- [MATERIAL PROVIDED]
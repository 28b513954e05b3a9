mod message;
mod prompt;
mod sse;
mod traits;

pub use message::{ChatMessage, ChatMessageBuilder, ChatRole};
pub use prompt::{Prompt, Temperature, DEFAULT_MODEL};
pub use traits::{ChatTransport, FragmentStream};

pub(crate) use sse::decode_sse_stream;
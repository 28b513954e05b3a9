use std::pin::Pin;

use async_trait::async_trait;
use futures::stream::Stream;

use crate::error::ChatError;
use crate::image::{GeneratedImage, ImagePrompt};

use super::prompt::Prompt;

/// Fragment stream produced by a chat transport.
///
/// Each item is one incremental text fragment; an empty string means the
/// underlying chunk carried no text delta.
pub type FragmentStream = Pin<Box<dyn Stream<Item = Result<String, ChatError>> + Send>>;

/// Trait for transports that can stream chat completions and generate
/// images.
///
/// Implemented by the remote OpenAI-compatible client and the offline mock.
/// Both satisfy the same contract, so callers never observe which one is
/// active. Dropping a returned [`FragmentStream`] terminates the underlying
/// call; no further chunks are requested.
#[async_trait]
pub trait ChatTransport: Send + Sync {
    /// Opens a streaming completion request for `prompt`.
    async fn chat_stream(&self, prompt: &Prompt) -> Result<FragmentStream, ChatError>;

    /// Requests a batch of generated images.
    async fn generate_images(
        &self,
        _prompt: &ImagePrompt,
    ) -> Result<Vec<GeneratedImage>, ChatError> {
        Err(ChatError::Generic(
            "Image generation not supported by this transport".to_string(),
        ))
    }
}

- [TASK DESCRIPTION]
Write down all of the listing exactly.

- [SOLUTION FOR THIS TASK]
repository 28b513954e05b3a9
mod message;
mod prompt;
mod sse;
mod traits;

pub use message::{ChatMessage, ChatMessageBuilder, ChatRole};
pub use prompt::{Prompt, Temperature, DEFAULT_MODEL};
pub use traits::{ChatTransport, FragmentStream};

pub(crate) use sse::decode_sse_stream;
repository 28b513954e05b3a9
use std::pin::Pin;

use async_trait::async_trait;
use futures::stream::Stream;

use crate::error::ChatError;
use crate::image::{GeneratedImage, ImagePrompt};

use super::prompt::Prompt;

/// Fragment stream produced by a chat transport.
///
/// Each item is one incremental text fragment; an empty string means the
/// underlying chunk carried no text delta.
pub type FragmentStream = Pin<Box<dyn Stream<Item = Result<String, ChatError>> + Send>>;

/// Trait for transports that can stream chat completions and generate
/// images.
///
/// Implemented by the remote OpenAI-compatible client and the offline mock.
/// Both satisfy the same contract, so callers never observe which one is
/// active. Dropping a returned [`FragmentStream`] terminates the underlying
/// call; no further chunks are requested.
#[async_trait]
pub trait ChatTransport: Send + Sync {
    /// Opens a streaming completion request for `prompt`.
    async fn chat_stream(&self, prompt: &Prompt) -> Result<FragmentStream, ChatError>;

    /// Requests a batch of generated images.
    async fn generate_images(
        &self,
        _prompt: &ImagePrompt,
    ) -> Result<Vec<GeneratedImage>, ChatError> {
        Err(ChatError::Generic(
            "Image generation not supported by this transport".to_string(),
        ))
    }
}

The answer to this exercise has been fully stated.